The facts of this case more closely resemble those in State v. Camp, 175 Ga. App. 591 (333 SE2d 896) (1985), a decision distinguished by Brannon, supra at 849. We first note that Camp involved a warrantless arrest occurring after a drug sale to an undercover police officer. While in this case no crime was committed immediately before the arrest, the officers were proceeding under an arrest warrant and were equally authorized to “secure” the area by “discovering the presence of all occupants and eliminating the possibility of harm to the officers and the destruction of evidence.” (Citations and punctuation omitted.) Camp, supra at 594 (2). This was true even though the defendants were removed from the site of the arrest before the search began. Id. at 592.
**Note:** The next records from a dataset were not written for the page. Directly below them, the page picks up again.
use std::time::Instant;

use crate::{
    error::AppResult,
    models::{OutputShape, Recommendation, RecommendationQuery},
    services::{prompt::build_prompt, providers::CompletionProvider},
};

/// Generates recommendations for a validated query
///
/// Builds the prompt, picks the output shape from media type and count,
/// makes exactly one provider call and folds the result into a uniform list.
/// No retries: any provider failure is returned as-is.
pub async fn get_recommendations(
    provider: &dyn CompletionProvider,
    query: &RecommendationQuery,
) -> AppResult<Vec<Recommendation>> {
    let start = Instant::now();
    let prompt = build_prompt(&query.favorites, query.count, query.media_type);
    let shape = OutputShape::select(query.media_type, query.count);

    tracing::info!(
        provider = provider.name(),
        media_type = %query.media_type,
        count = query.count,
        favorites = query.favorites.len(),
        schema = shape.name(),
        "Requesting recommendations"
    );

    let output = provider.generate_object(&prompt, shape).await?;
    let mut recommendations = shape.normalize(output)?;

    if recommendations.len() > query.count {
        tracing::warn!(
            requested = query.count,
            received = recommendations.len(),
            "Model returned extra recommendations, truncating"
        );
        recommendations.truncate(query.count);
    } else if recommendations.len() < query.count {
        tracing::warn!(
            requested = query.count,
            received = recommendations.len(),
            "Model returned fewer recommendations than requested"
        );
    }

    tracing::info!(
        returned = recommendations.len(),
        elapsed_ms = start.elapsed().as_millis() as u64,
        "Recommendations generated"
    );

    Ok(recommendations)
}

#[cfg(test)]
mod tests {
    use super::*;
    use crate::{
        error::AppError,
        models::MediaType,
        services::providers::MockCompletionProvider,
    };
    use serde_json::{json, Value};

    fn query(favorites: &[&str], count: usize, media_type: MediaType) -> RecommendationQuery {
        RecommendationQuery {
            favorites: favorites.iter().map(|s| s.to_string()).collect(),
            count,
            media_type,
        }
    }

    fn book(name: &str) -> Value {
        json!({
            "name": name,
            "author": "Author",
            "genre": "Fiction",
            "summary": "Summary",
            "link": "https://www.goodreads.com/"
        })
    }

    fn movie(title: &str) -> Value {
        json!({
            "title": title,
            "director": "Director",
            "genre": "Drama",
            "summary": "Summary",
            "link": "https://www.themoviedb.org/"
        })
    }

    fn mock_returning(expected_shape: OutputShape, output: Value) -> MockCompletionProvider {
        let mut provider = MockCompletionProvider::new();
        provider.expect_name().return_const("mock");
        provider
            .expect_generate_object()
            .withf(move |_, shape| *shape == expected_shape)
            .times(1)
            .returning(move |_, _| Ok(output.clone()));
        provider
    }

    #[tokio::test]
    async fn test_multiple_books_are_tagged_as_books() {
        let provider = mock_returning(
            OutputShape::MultipleBooks,
            json!({ "books": [book("Fahrenheit 451"), book("We")] }),
        );

        let recs = get_recommendations(&provider, &query(&["1984", "Brave New World"], 2, MediaType::Book))
            .await
            .unwrap();

        assert_eq!(recs.len(), 2);
        assert!(recs.iter().all(|r| r.media_type() == MediaType::Book));
    }

    #[tokio::test]
    async fn test_single_movie_is_wrapped_in_list() {
        let provider = mock_returning(OutputShape::SingleMovie, json!({ "movie": movie("Heat") }));

        let recs = get_recommendations(&provider, &query(&["Collateral"], 1, MediaType::Movie))
            .await
            .unwrap();

        assert_eq!(recs.len(), 1);
        assert!(matches!(&recs[0], Recommendation::Movie(m) if m.title == "Heat"));
    }

    #[tokio::test]
    async fn test_prompt_carries_favorites() {
        let mut provider = MockCompletionProvider::new();
        provider.expect_name().return_const("mock");
        provider
            .expect_generate_object()
            .withf(|prompt, _| prompt.contains("favorite movies: Alien, Aliens."))
            .times(1)
            .returning(|_, _| Ok(json!({ "movies": [movie("The Thing"), movie("Predator")] })));

        let recs = get_recommendations(&provider, &query(&["Alien", "Aliens"], 2, MediaType::Movie))
            .await
            .unwrap();

        assert_eq!(recs.len(), 2);
    }

    #[tokio::test]
    async fn test_extra_recommendations_are_truncated() {
        let provider = mock_returning(
            OutputShape::MultipleMovies,
            json!({ "movies": [movie("A"), movie("B"), movie("C")] }),
        );

        let recs = get_recommendations(&provider, &query(&["Heat"], 2, MediaType::Movie))
            .await
            .unwrap();

        assert_eq!(recs.len(), 2);
        assert!(matches!(&recs[1], Recommendation::Movie(m) if m.title == "B"));
    }

    #[tokio::test]
    async fn test_fewer_recommendations_are_returned_as_is() {
        let provider = mock_returning(OutputShape::MultipleBooks, json!({ "books": [book("A")] }));

        let recs = get_recommendations(&provider, &query(&["Dune"], 3, MediaType::Book))
            .await
            .unwrap();

        assert_eq!(recs.len(), 1);
        assert!(matches!(&recs[0], Recommendation::Book(b) if b.name == "A"));
    }

    #[tokio::test]
    async fn test_provider_failure_is_not_retried() {
        let mut provider = MockCompletionProvider::new();
        provider.expect_name().return_const("mock");
        provider
            .expect_generate_object()
            .times(1)
            .returning(|_, _| Err(AppError::Upstream("timeout".to_string())));

        let result = get_recommendations(&provider, &query(&["Dune"], 3, MediaType::Book)).await;

        assert!(matches!(result, Err(AppError::Upstream(_))));
    }

    #[tokio::test]
    async fn test_mismatched_output_is_upstream_error() {
        let provider = mock_returning(OutputShape::MultipleBooks, json!({ "movies": [movie("A")] }));

        let result = get_recommendations(&provider, &query(&["Dune"], 3, MediaType::Book)).await;

        tokio_test::assert_err!(result);
    }
}
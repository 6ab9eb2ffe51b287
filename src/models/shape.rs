use serde::Deserialize;
use serde_json::{json, Value};

use super::{BookRecord, MediaType, MovieRecord, Recommendation};
use crate::error::{AppError, AppResult};

/// Output schema requested from the model.
///
/// The wrapper key differs by shape (`book`, `books`, `movie`, `movies`);
/// [`OutputShape::normalize`] folds all four into one list.
#[derive(Debug, Clone, Copy, PartialEq, Eq)]
pub enum OutputShape {
    SingleBook,
    MultipleBooks,
    SingleMovie,
    MultipleMovies,
}

#[derive(Deserialize)]
#[serde(deny_unknown_fields)]
struct SingleBook {
    book: BookRecord,
}

#[derive(Deserialize)]
#[serde(deny_unknown_fields)]
struct MultipleBooks {
    books: Vec<BookRecord>,
}

#[derive(Deserialize)]
#[serde(deny_unknown_fields)]
struct SingleMovie {
    movie: MovieRecord,
}

#[derive(Deserialize)]
#[serde(deny_unknown_fields)]
struct MultipleMovies {
    movies: Vec<MovieRecord>,
}

impl OutputShape {
    pub fn select(media_type: MediaType, count: usize) -> Self {
        match (media_type, count == 1) {
            (MediaType::Book, true) => OutputShape::SingleBook,
            (MediaType::Book, false) => OutputShape::MultipleBooks,
            (MediaType::Movie, true) => OutputShape::SingleMovie,
            (MediaType::Movie, false) => OutputShape::MultipleMovies,
        }
    }

    pub fn media_type(&self) -> MediaType {
        match self {
            OutputShape::SingleBook | OutputShape::MultipleBooks => MediaType::Book,
            OutputShape::SingleMovie | OutputShape::MultipleMovies => MediaType::Movie,
        }
    }

    /// Schema name sent alongside the schema
    pub fn name(&self) -> &'static str {
        match self {
            OutputShape::SingleBook => "single_book_recommendation",
            OutputShape::MultipleBooks => "multiple_books_recommendation",
            OutputShape::SingleMovie => "single_movie_recommendation",
            OutputShape::MultipleMovies => "multiple_movies_recommendation",
        }
    }

    fn wrapper_key(&self) -> &'static str {
        match self {
            OutputShape::SingleBook => "book",
            OutputShape::MultipleBooks => "books",
            OutputShape::SingleMovie => "movie",
            OutputShape::MultipleMovies => "movies",
        }
    }

    fn is_list(&self) -> bool {
        matches!(self, OutputShape::MultipleBooks | OutputShape::MultipleMovies)
    }

    /// Strict JSON Schema: all properties required, nothing extra allowed
    pub fn json_schema(&self) -> Value {
        let fields: [&str; 5] = match self.media_type() {
            MediaType::Book => ["name", "author", "genre", "summary", "link"],
            MediaType::Movie => ["title", "director", "genre", "summary", "link"],
        };

        let properties: serde_json::Map<String, Value> = fields
            .iter()
            .map(|field| (field.to_string(), json!({ "type": "string" })))
            .collect();

        let record = json!({
            "type": "object",
            "properties": properties,
            "required": fields,
            "additionalProperties": false,
        });

        let inner = if self.is_list() {
            json!({ "type": "array", "items": record })
        } else {
            record
        };

        let key = self.wrapper_key();
        json!({
            "type": "object",
            "properties": { key: inner },
            "required": [key],
            "additionalProperties": false,
        })
    }

    /// Converts model output of this shape into tagged recommendations
    pub fn normalize(&self, output: Value) -> AppResult<Vec<Recommendation>> {
        let mismatch = |e: serde_json::Error| {
            AppError::Upstream(format!(
                "model output does not match {} schema: {}",
                self.name(),
                e
            ))
        };

        let recommendations = match self {
            OutputShape::SingleBook => {
                let single: SingleBook = serde_json::from_value(output).map_err(mismatch)?;
                vec![Recommendation::Book(single.book)]
            }
            OutputShape::MultipleBooks => {
                let multiple: MultipleBooks = serde_json::from_value(output).map_err(mismatch)?;
                multiple.books.into_iter().map(Recommendation::Book).collect()
            }
            OutputShape::SingleMovie => {
                let single: SingleMovie = serde_json::from_value(output).map_err(mismatch)?;
                vec![Recommendation::Movie(single.movie)]
            }
            OutputShape::MultipleMovies => {
                let multiple: MultipleMovies = serde_json::from_value(output).map_err(mismatch)?;
                multiple.movies.into_iter().map(Recommendation::Movie).collect()
            }
        };

        Ok(recommendations)
    }
}
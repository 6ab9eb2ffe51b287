use axum::{
    extract::rejection::JsonRejection,
    http::StatusCode,
    response::{IntoResponse, Response},
    Json,
};
use serde_json::json;

const INVALID_INPUT_MESSAGE: &str = "Invalid request data";
const UPSTREAM_FAILURE_MESSAGE: &str = "Failed to generate recommendations";

/// Application-level errors
#[derive(thiserror::Error, Debug)]
pub enum AppError {
    #[error("Invalid input: {0}")]
    InvalidInput(String),

    #[error("Configuration missing: {0}")]
    ConfigurationMissing(String),

    #[error("Upstream model error: {0}")]
    Upstream(String),

    #[error("HTTP client error: {0}")]
    HttpClient(#[from] reqwest::Error),

    #[error("Internal server error: {0}")]
    Internal(String),
}

impl From<JsonRejection> for AppError {
    fn from(rejection: JsonRejection) -> Self {
        AppError::InvalidInput(rejection.body_text())
    }
}

impl IntoResponse for AppError {
    fn into_response(self) -> Response {
        let (status, body) = match &self {
            AppError::InvalidInput(details) => (
                StatusCode::BAD_REQUEST,
                json!({ "error": INVALID_INPUT_MESSAGE, "details": details }),
            ),
            AppError::ConfigurationMissing(msg) | AppError::Internal(msg) => {
                tracing::error!(error = %self, "Request failed");
                (StatusCode::INTERNAL_SERVER_ERROR, json!({ "error": msg }))
            }
            // Upstream details stay in the logs
            AppError::Upstream(_) | AppError::HttpClient(_) => {
                tracing::error!(error = %self, "Error generating recommendations");
                (
                    StatusCode::INTERNAL_SERVER_ERROR,
                    json!({ "error": UPSTREAM_FAILURE_MESSAGE }),
                )
            }
        };

        (status, Json(body)).into_response()
    }
}

pub type AppResult<T> = Result<T, AppError>;
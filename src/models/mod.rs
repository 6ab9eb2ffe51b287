use serde::{Deserialize, Serialize};
use std::fmt::Display;

pub mod request;
pub mod shape;

pub use request::{RecommendationQuery, RecommendationRequest, MAX_COUNT, MIN_COUNT};
pub use shape::OutputShape;

/// Kind of media the user wants recommendations for
#[derive(Debug, Clone, Copy, PartialEq, Eq, Hash, Serialize, Deserialize)]
#[serde(rename_all = "lowercase")]
pub enum MediaType {
    Book,
    Movie,
}

impl MediaType {
    /// Lowercase noun used in prompts and logs
    pub fn as_str(&self) -> &'static str {
        match self {
            MediaType::Book => "book",
            MediaType::Movie => "movie",
        }
    }

    /// Record fields the model must fill in, besides the link
    pub fn descriptive_fields(&self) -> &'static str {
        match self {
            MediaType::Book => "name, author, genre, summary",
            MediaType::Movie => "title, director, genre, summary",
        }
    }

    /// External catalogs the model should link to
    pub fn catalog(&self) -> &'static str {
        match self {
            MediaType::Book => "Goodreads or Amazon",
            MediaType::Movie => "IMDb or TMDB",
        }
    }
}

impl Display for MediaType {
    fn fmt(&self, f: &mut std::fmt::Formatter<'_>) -> std::fmt::Result {
        write!(f, "{}", self.as_str())
    }
}

/// A recommended book as produced by the model
#[derive(Debug, Clone, Serialize, Deserialize, PartialEq)]
pub struct BookRecord {
    pub name: String,
    pub author: String,
    pub genre: String,
    pub summary: String,
    pub link: String,
}

/// A recommended movie as produced by the model
#[derive(Debug, Clone, Serialize, Deserialize, PartialEq)]
pub struct MovieRecord {
    pub title: String,
    pub director: String,
    pub genre: String,
    pub summary: String,
    pub link: String,
}

/// One recommendation, serialized as `{"book": {...}}` or `{"movie": {...}}`
#[derive(Debug, Clone, Serialize, Deserialize, PartialEq)]
#[serde(rename_all = "lowercase")]
pub enum Recommendation {
    Book(BookRecord),
    Movie(MovieRecord),
}

impl Recommendation {
    pub fn media_type(&self) -> MediaType {
        match self {
            Recommendation::Book(_) => MediaType::Book,
            Recommendation::Movie(_) => MediaType::Movie,
        }
    }
}

/// Response body for the recommendations endpoint
#[derive(Debug, Serialize, Deserialize)]
pub struct RecommendationsResponse {
    pub recommendations: Vec<Recommendation>,
}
Also, in Brannon, supra, the police officers’ ongoing investigation provided “no reason to believe” that items or persons directly related to the underlying investigation were concealed in the room. Id. at 849. The same is not true here. The officers testified to a concern for their safety, and the underlying investigation involved terroristic threats and firearms. We therefore cannot say as a matter of law that it was unreasonable for the officers to be concerned that items or persons involving these charges may have been concealed in the room and that they might pose a danger to the officers. This testimony would support not only a finding that the search was for the purpose of protecting the officers from attack under OCGA § 17-5-1 (a) (1), but also for the purpose of “[discovering or seizing any instruments, articles, or things which are being used or which may have been used in the commission of the crime for which the person has been arrested.” OCGA § 17-5-1 (a) (4). These factual findings were a matter for determination by the trial court, after weighing the credibility of the witnesses and their testimony.
When reviewing a trial court’s decision on a motion to suppress, this court’s responsibility is to ensure that there was a substantial basis for the decision. The evidence is construed most favorably to uphold the findings and judgment, and the trial court’s findings on disputed facts and credibility are adopted unless they are clearly erroneous. Further, since *799the trial court sits as the trier of fact, its findings are analogous to a jury verdict and will not be disturbed if there is any evidence to support them.
Decided September 6, 2000.
Allen & Forehand, Jon V. Forehand, for appellant.
J. David Miller, District Attorney, Andrew W. Pope, Assistant District Attorney, for appellee.
(Citations and punctuation omitted.) Daniels v. State, 222 Ga. App. 29, 31 (3) (473 SE2d 239) (1996).

Judgment affirmed.

Johnson, C. J., and Phipps, J., concur.